• Task directions: Return the records below exactly, leaving nothing out.
#####
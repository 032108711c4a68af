use cogniadapt_core::QuizQuestion;
use dialoguer::{Confirm, Select, theme::ColorfulTheme};
use miette::{IntoDiagnostic, Result};
use owo_colors::OwoColorize;

use crate::output::Output;

/// Run the knowledge check: one question at a time, answers locked once
/// given, score at the end, with an offer to restart.
pub fn run(questions: &[QuizQuestion], output: &Output) -> Result<()> {
    loop {
        let score = run_once(questions, output)?;

        output.section("Quiz Complete");
        let line = format!("You scored {} out of {}", score, questions.len());
        if score == questions.len() {
            output.success(&format!("{} - perfect!", line));
        } else {
            output.info("Score:", &line);
        }

        let again = Confirm::with_theme(&ColorfulTheme::default())
            .with_prompt("Try again?")
            .default(false)
            .interact()
            .into_diagnostic()?;
        if !again {
            return Ok(());
        }
    }
}

fn run_once(questions: &[QuizQuestion], output: &Output) -> Result<usize> {
    output.section("Test Your Knowledge");
    let mut score = 0;

    for (index, question) in questions.iter().enumerate() {
        println!();
        println!(
            "  {} {}",
            format!("Question {}/{}:", index + 1, questions.len()).dimmed(),
            question.question.bold()
        );

        let choice = Select::with_theme(&ColorfulTheme::default())
            .items(&question.options)
            .default(0)
            .interact()
            .into_diagnostic()?;

        // Answer is locked from here; show the outcome before moving on
        let answer = &question.options[choice];
        if *answer == question.correct_answer {
            score += 1;
            output.success("Correct!");
        } else {
            output.error(&format!(
                "Not quite - the answer is {}",
                question.correct_answer.bold()
            ));
        }
        output.status(&question.explanation);
    }

    Ok(score)
}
#####
• Solution for this task:
repository 032108711c4a68af
use cogniadapt_core::QuizQuestion;
use dialoguer::{Confirm, Select, theme::ColorfulTheme};
use miette::{IntoDiagnostic, Result};
use owo_colors::OwoColorize;

use crate::output::Output;

/// Run the knowledge check: one question at a time, answers locked once
/// given, score at the end, with an offer to restart.
pub fn run(questions: &[QuizQuestion], output: &Output) -> Result<()> {
    loop {
        let score = run_once(questions, output)?;

        output.section("Quiz Complete");
        let line = format!("You scored {} out of {}", score, questions.len());
        if score == questions.len() {
            output.success(&format!("{} - perfect!", line));
        } else {
            output.info("Score:", &line);
        }

        let again = Confirm::with_theme(&ColorfulTheme::default())
            .with_prompt("Try again?")
            .default(false)
            .interact()
            .into_diagnostic()?;
        if !again {
            return Ok(());
        }
    }
}

fn run_once(questions: &[QuizQuestion], output: &Output) -> Result<usize> {
    output.section("Test Your Knowledge");
    let mut score = 0;

    for (index, question) in questions.iter().enumerate() {
        println!();
        println!(
            "  {} {}",
            format!("Question {}/{}:", index + 1, questions.len()).dimmed(),
            question.question.bold()
        );

        let choice = Select::with_theme(&ColorfulTheme::default())
            .items(&question.options)
            .default(0)
            .interact()
            .into_diagnostic()?;

        // Answer is locked from here; show the outcome before moving on
        let answer = &question.options[choice];
        if *answer == question.correct_answer {
            score += 1;
            output.success("Correct!");
        } else {
            output.error(&format!(
                "Not quite - the answer is {}",
                question.correct_answer.bold()
            ));
        }
        output.status(&question.explanation);
    }

    Ok(score)
}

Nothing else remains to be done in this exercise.